Now that the Budget is out, it’s time to break down what it means for the real estate sector. 

Key Announcements Impacting Real Estate

  1. Simplified Taxation on Self-Occupied Property
  2. The Union Budget 2025 has simplified the taxation rules for self-occupied properties and brought relief to homeowners. Previously, only one self-occupied property could be claimed with an annual value of nil. Now, homeowners can claim up to two self-occupied properties as nil without any conditions. This change aims to reduce tax liability for individuals owning multiple homes and make it easier for them to maintain properties for personal use.

    It is a thoughtful move, especially for those living in one city while owning property in another. This will encourage homeownership and ease the financial pressure on middle-class families.

  3. Higher TDS Threshold on Rental Income
  4. In another notable change, the government raised the Tax Deducted at Source (TDS) threshold on rental income from ₹2.40 lakh per annum to ₹6 lakh. This means landlords receiving up to ₹50,000 in monthly rent will no longer be subject to TDS deductions.
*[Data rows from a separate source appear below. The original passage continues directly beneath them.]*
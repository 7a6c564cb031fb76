//! Constituent repository contract and SQLite implementation.
//!
//! # Responsibility
//! - Own persistence of the municipes registry.
//! - Keep SQL details inside the core persistence boundary.
//!
//! # Invariants
//! - `register` never overwrites an existing row (INSERT OR IGNORE).
//! - `update` never touches `cpf`; zero affected rows is not an error.

use crate::model::constituent::Constituent;
use crate::repo::RepoResult;
use log::{debug, warn};
use rusqlite::{Connection, Row, params};

const CONSTITUENT_SELECT_SQL: &str = "SELECT
    cpf,
    nome,
    endereco,
    bairro,
    telefone,
    rg,
    titulo_eleitor,
    zona,
    secao
FROM municipes";

/// Repository interface for the constituent registry.
pub trait ConstituentRepository {
    /// Registers a constituent. If the CPF is already on file the call is
    /// a silent no-op and the stored record keeps its current values.
    ///
    /// Note: a clerk re-entering updated data through the registration
    /// form will therefore not change anything; only `update` rewrites an
    /// existing record. Preserved office behavior, possibly surprising.
    fn register(&self, constituent: &Constituent) -> RepoResult<()>;
    /// Overwrites every mutable field of the row with the given CPF.
    /// A missing CPF affects zero rows and is not reported as an error.
    fn update(&self, constituent: &Constituent) -> RepoResult<()>;
    /// Looks one constituent up by exact CPF.
    fn find_by_cpf(&self, cpf: &str) -> RepoResult<Option<Constituent>>;
    /// Substring search across name and CPF.
    fn search(&self, term: &str) -> RepoResult<Vec<Constituent>>;
    /// Returns the whole registry ordered by name.
    fn list_all(&self) -> RepoResult<Vec<Constituent>>;
}

/// SQLite-backed constituent repository.
pub struct SqliteConstituentRepository<'conn> {
    conn: &'conn Connection,
}

impl<'conn> SqliteConstituentRepository<'conn> {
    /// Constructs a repository from a migrated/ready connection.
    pub fn new(conn: &'conn Connection) -> Self {
        Self { conn }
    }
}

impl ConstituentRepository for SqliteConstituentRepository<'_> {
    fn register(&self, constituent: &Constituent) -> RepoResult<()> {
        let inserted = self.conn.execute(
            "INSERT OR IGNORE INTO municipes (
                cpf,
                nome,
                endereco,
                bairro,
                telefone,
                rg,
                titulo_eleitor,
                zona,
                secao
            ) VALUES (?1, ?2, ?3, ?4, ?5, ?6, ?7, ?8, ?9);",
            params![
                constituent.cpf.as_str(),
                constituent.name.as_str(),
                constituent.address.as_deref(),
                constituent.neighborhood.as_str(),
                constituent.phone.as_str(),
                constituent.document_number.as_deref(),
                constituent.voter_title.as_deref(),
                constituent.voter_zone.as_deref(),
                constituent.voter_section.as_deref(),
            ],
        )?;

        if inserted == 0 {
            debug!(
                "event=constituent_register module=repo status=ignored cpf={}",
                constituent.cpf
            );
        } else {
            debug!(
                "event=constituent_register module=repo status=ok cpf={}",
                constituent.cpf
            );
        }
        Ok(())
    }

    fn update(&self, constituent: &Constituent) -> RepoResult<()> {
        let changed = self.conn.execute(
            "UPDATE municipes
             SET
                nome = ?1,
                endereco = ?2,
                bairro = ?3,
                telefone = ?4,
                rg = ?5,
                titulo_eleitor = ?6,
                zona = ?7,
                secao = ?8
             WHERE cpf = ?9;",
            params![
                constituent.name.as_str(),
                constituent.address.as_deref(),
                constituent.neighborhood.as_str(),
                constituent.phone.as_str(),
                constituent.document_number.as_deref(),
                constituent.voter_title.as_deref(),
                constituent.voter_zone.as_deref(),
                constituent.voter_section.as_deref(),
                constituent.cpf.as_str(),
            ],
        )?;

        if changed == 0 {
            // Callers cannot distinguish no-op from not-found by design.
            warn!(
                "event=constituent_update module=repo status=no_rows cpf={}",
                constituent.cpf
            );
        }
        Ok(())
    }

    fn find_by_cpf(&self, cpf: &str) -> RepoResult<Option<Constituent>> {
        let mut stmt = self
            .conn
            .prepare(&format!("{CONSTITUENT_SELECT_SQL} WHERE cpf = ?1;"))?;

        let mut rows = stmt.query(params![cpf])?;
        if let Some(row) = rows.next()? {
            return Ok(Some(parse_constituent_row(row)?));
        }
        Ok(None)
    }

    fn search(&self, term: &str) -> RepoResult<Vec<Constituent>> {
        let pattern = format!("%{}%", term.trim());
        let mut stmt = self.conn.prepare(&format!(
            "{CONSTITUENT_SELECT_SQL}
             WHERE nome LIKE ?1 OR cpf LIKE ?1
             ORDER BY nome ASC;"
        ))?;

        let mut rows = stmt.query(params![pattern])?;
        let mut constituents = Vec::new();
        while let Some(row) = rows.next()? {
            constituents.push(parse_constituent_row(row)?);
        }
        Ok(constituents)
    }

    fn list_all(&self) -> RepoResult<Vec<Constituent>> {
        let mut stmt = self
            .conn
            .prepare(&format!("{CONSTITUENT_SELECT_SQL} ORDER BY nome ASC;"))?;

        let mut rows = stmt.query([])?;
        let mut constituents = Vec::new();
        while let Some(row) = rows.next()? {
            constituents.push(parse_constituent_row(row)?);
        }
        Ok(constituents)
    }
}

fn parse_constituent_row(row: &Row<'_>) -> RepoResult<Constituent> {
    Ok(Constituent {
        cpf: row.get("cpf")?,
        name: row.get("nome")?,
        address: row.get("endereco")?,
        neighborhood: row.get("bairro")?,
        phone: row.get("telefone")?,
        document_number: row.get("rg")?,
        voter_title: row.get("titulo_eleitor")?,
        voter_zone: row.get("zona")?,
        voter_section: row.get("secao")?,
    })
}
The revision can benefit individuals in the lower rental income bracket and reduce compliance requirements.

    This move is expected to simplify tax filing processes while boosting the rental housing market, particularly in metro cities where rent often exceeds the earlier threshold.
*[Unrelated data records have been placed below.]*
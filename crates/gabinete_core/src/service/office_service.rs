//! Desk-facing service facade.
//!
//! # Responsibility
//! - Provide the operations the UI calls: constituent registry CRUD,
//!   request intake/history, report generation.
//! - Stamp registration timestamps and intake defaults.
//!
//! # Invariants
//! - Service APIs never bypass repository persistence contracts.
//! - Selector reports refuse to write a file for an empty selection.

use crate::model::constituent::Constituent;
use crate::model::request::{NewServiceRequest, RequestRecord, RequestType};
use crate::repo::constituent_repo::ConstituentRepository;
use crate::repo::filter::RequestFilter;
use crate::repo::request_repo::{RequestRepository, RequestUpdate};
use crate::report::{DEFAULT_REPORT_FILE, ReportOutcome, render_report};
use crate::service::{ServiceError, ServiceResult};
use chrono::Local;
use std::path::{Path, PathBuf};

/// Timestamp layout stored in `data_horario`.
const CREATED_AT_FORMAT: &str = "%Y-%m-%d %H:%M:%S";

/// Facade aggregating registry, history and reporting use-cases.
///
/// Generic over the repository traits so tests can substitute storage.
pub struct OfficeService<C: ConstituentRepository, R: RequestRepository> {
    constituents: C,
    requests: R,
}

impl<C: ConstituentRepository, R: RequestRepository> OfficeService<C, R> {
    /// Creates a facade over the provided repository implementations.
    pub fn new(constituents: C, requests: R) -> Self {
        Self {
            constituents,
            requests,
        }
    }

    /// Registers a constituent; an already-registered CPF is a silent
    /// no-op (the stored record is never overwritten by this path).
    pub fn register_constituent(&self, constituent: &Constituent) -> ServiceResult<()> {
        self.constituents.register(constituent)?;
        Ok(())
    }

    /// Looks one constituent up by exact CPF.
    pub fn find_constituent(&self, cpf: &str) -> ServiceResult<Option<Constituent>> {
        Ok(self.constituents.find_by_cpf(cpf)?)
    }

    /// Substring search across constituent name and CPF.
    pub fn search_constituents(&self, term: &str) -> ServiceResult<Vec<Constituent>> {
        Ok(self.constituents.search(term)?)
    }

    /// Overwrites every mutable field of an existing constituent.
    pub fn update_constituent(&self, constituent: &Constituent) -> ServiceResult<()> {
        self.constituents.update(constituent)?;
        Ok(())
    }

    /// Returns the whole constituent registry.
    pub fn list_constituents(&self) -> ServiceResult<Vec<Constituent>> {
        Ok(self.constituents.list_all()?)
    }

    /// Registers a service request, stamping the current local time.
    ///
    /// # Contract
    /// - `created_at` is captured here, second precision, local time.
    /// - Intake defaults (`Pendente`, `Normal`) come from the draft.
    /// - Returns the storage-assigned id.
    pub fn register_request(&self, request: &NewServiceRequest) -> ServiceResult<i64> {
        let created_at = Local::now().format(CREATED_AT_FORMAT).to_string();
        Ok(self.requests.insert(request, &created_at)?)
    }

    /// Lists request history, most recent first, honoring the filter.
    pub fn list_requests(&self, filter: &RequestFilter) -> ServiceResult<Vec<RequestRecord>> {
        Ok(self.requests.list(filter)?)
    }

    /// Overwrites the mutable fields of an existing request.
    pub fn update_request(&self, id: i64, update: &RequestUpdate) -> ServiceResult<()> {
        self.requests.update(id, update)?;
        Ok(())
    }

    /// Renders the given records to a PDF at `path`.
    ///
    /// An empty record set still produces a valid one-page document; the
    /// caller decides whether that is worth showing.
    pub fn generate_report(
        &self,
        records: &[RequestRecord],
        path: &Path,
    ) -> ServiceResult<ReportOutcome> {
        Ok(render_report(records, path)?)
    }

    /// Full-history report at `path`, or `relatorio_atendimentos.pdf` in
    /// the current directory when no path is given.
    pub fn report_all(&self, path: Option<&Path>) -> ServiceResult<ReportOutcome> {
        let records = self.requests.list(&RequestFilter::all())?;
        let path = named_or(path, DEFAULT_REPORT_FILE);
        self.generate_report(&records, &path)
    }

    /// Report of one constituent's requests. Fails with
    /// [`ServiceError::NoRecords`] when the CPF has no requests on file.
    pub fn report_by_constituent(
        &self,
        cpf: &str,
        path: Option<&Path>,
    ) -> ServiceResult<ReportOutcome> {
        let records = self.requests.list(&RequestFilter::by_constituent(cpf))?;
        let path = named_or(path, &format!("relatorio_cpf_{}.pdf", slug(cpf)));
        self.selector_report(&records, &path)
    }

    /// Report of all requests in one category. Fails with
    /// [`ServiceError::NoRecords`] for an empty category.
    pub fn report_by_type(
        &self,
        request_type: RequestType,
        path: Option<&Path>,
    ) -> ServiceResult<ReportOutcome> {
        let records = self.requests.list(&RequestFilter::by_type(request_type))?;
        let path = named_or(
            path,
            &format!("relatorio_tipo_{}.pdf", slug(request_type.as_db_str())),
        );
        self.selector_report(&records, &path)
    }

    /// Report of all requests from one neighborhood. Fails with
    /// [`ServiceError::NoRecords`] when nothing matches.
    pub fn report_by_neighborhood(
        &self,
        neighborhood: &str,
        path: Option<&Path>,
    ) -> ServiceResult<ReportOutcome> {
        let records = self
            .requests
            .list(&RequestFilter::by_neighborhood(neighborhood))?;
        let path = named_or(path, &format!("relatorio_bairro_{}.pdf", slug(neighborhood)));
        self.selector_report(&records, &path)
    }

    fn selector_report(
        &self,
        records: &[RequestRecord],
        path: &Path,
    ) -> ServiceResult<ReportOutcome> {
        if records.is_empty() {
            return Err(ServiceError::NoRecords);
        }
        self.generate_report(records, path)
    }
}

fn named_or(path: Option<&Path>, default_name: &str) -> PathBuf {
    path.map_or_else(|| PathBuf::from(default_name), Path::to_path_buf)
}

/// Lowercases and squashes a label into a file-name-safe token.
fn slug(label: &str) -> String {
    let mut out = String::with_capacity(label.len());
    let mut last_was_sep = true;
    for ch in label.chars() {
        if ch.is_alphanumeric() {
            out.extend(ch.to_lowercase());
            last_was_sep = false;
        } else if !last_was_sep {
            out.push('_');
            last_was_sep = true;
        }
    }
    while out.ends_with('_') {
        out.pop();
    }
    out
}

#[cfg(test)]
mod tests {
    use super::slug;

    #[test]
    fn slug_squashes_labels_into_file_tokens() {
        assert_eq!(slug("Pedido de Melhorias no Bairro"), "pedido_de_melhorias_no_bairro");
        assert_eq!(slug("Centro"), "centro");
        assert_eq!(slug("  Vila Nova  "), "vila_nova");
        assert_eq!(slug("Solicitação de Evento Comunitário"), "solicitação_de_evento_comunitário");
    }
}
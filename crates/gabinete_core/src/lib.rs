//! Persistence and reporting core for the office service-desk system.
//! This crate is the single source of truth for registry and history
//! invariants; UI layers call in through [`OfficeService`].

pub mod db;
pub mod logging;
pub mod model;
pub mod repo;
pub mod report;
pub mod service;

pub use logging::{default_log_level, init_logging, logging_status};
pub use model::constituent::{Constituent, NEIGHBORHOOD_UNKNOWN};
pub use model::request::{
    NewServiceRequest, Priority, RequestRecord, RequestStatus, RequestType,
};
pub use repo::constituent_repo::{ConstituentRepository, SqliteConstituentRepository};
pub use repo::filter::RequestFilter;
pub use repo::request_repo::{RequestRepository, RequestUpdate, SqliteRequestRepository};
pub use repo::{RepoError, RepoResult};
pub use report::{DEFAULT_REPORT_FILE, ReportError, ReportOutcome, render_report};
pub use service::office_service::OfficeService;
pub use service::{ServiceError, ServiceResult};

/// Returns the core crate version.
pub fn core_version() -> &'static str {
    env!("CARGO_PKG_VERSION")
}

#[cfg(test)]
mod tests {
    use super::core_version;

    #[test]
    fn version_is_not_empty() {
        assert!(!core_version().is_empty());
    }
}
  5. Revival of Stalled Housing Projects with SWAMIH Fund 2
  6. One of the biggest challenges homebuyers face is project delays. This leaves many of them stuck paying both EMIs and rent while waiting for their dream homes. The government has recognised this concern and taken a major step by launching SWAMIH Fund 2. It is a ₹15,000 crore blended finance facility aimed at expediting the completion of stalled housing projects.

    Building on the success of the first SWAMIH Fund, which has already delivered 50,000 homes, this new initiative is expected to unlock over 1 lakh housing units. Another 40,000 will be completed in 2025. The fund aims to ensure that financially stressed projects get the capital they need to move forward with contributions from the government, banks, and private investors.

    This move can be a big win for homebuyers, particularly in the mid-income and affordable housing segments. It can provide relief to those stuck in delayed projects and boost confidence in the real estate developmentsector.

  7. Urban Challenge Fund Paving the Way for Modern Cities
  8. India is home to the world’s fastest-growing cities by GDP, including Surat, Agra, and Bengaluru, to name a few (Source 1). With that growth comes the need for better infrastructure, housing, and connectivity. Recognising this, the government has introduced the ₹1 lakh crore Urban Challenge Fund – a transformative initiative aimed at making urban centres more liveable, efficient, and future-ready.

    This fund will provide financial support to state governments and urban local bodies to develop sustainable housing, improved public transport, smart city solutions, and better urban planning. The goal is to reduce congestion, enhance infrastructure, and improve the quality of life for city dwellers.

    As urban areas become more structured and well-planned, demand for housing and commercial spaces may rise. This can create new opportunities for developers, investors, and homebuyers alike. The Urban Challenge Fund will also encourage Public-Private Partnerships (PPP) and large-scale infrastructure projects to make cities more inclusive and investment-friendly.

  9. PMAY-U 2.0 for Affordable Housing
  10. In a major step towards achieving the vision of Housing for All, the government has launched PMAY-U 2.0 (Pradhan Mantri Awas Yojana – Urban) with an aim to provide homes for one crore additional families.

    Over 88 lakh homes have already been completed under the first phase of PMAY-U. This second phase builds on past success, ensuring affordable and quality housing for middle and lower-income groups in urban areas. The Finance Minister proposed Rs.19,784 crore for the second phase of this government scheme.  The programme is expected to boost construction activity, generate employment, and strengthen the real estate sector, particularly in Tier 2 and 3 cities.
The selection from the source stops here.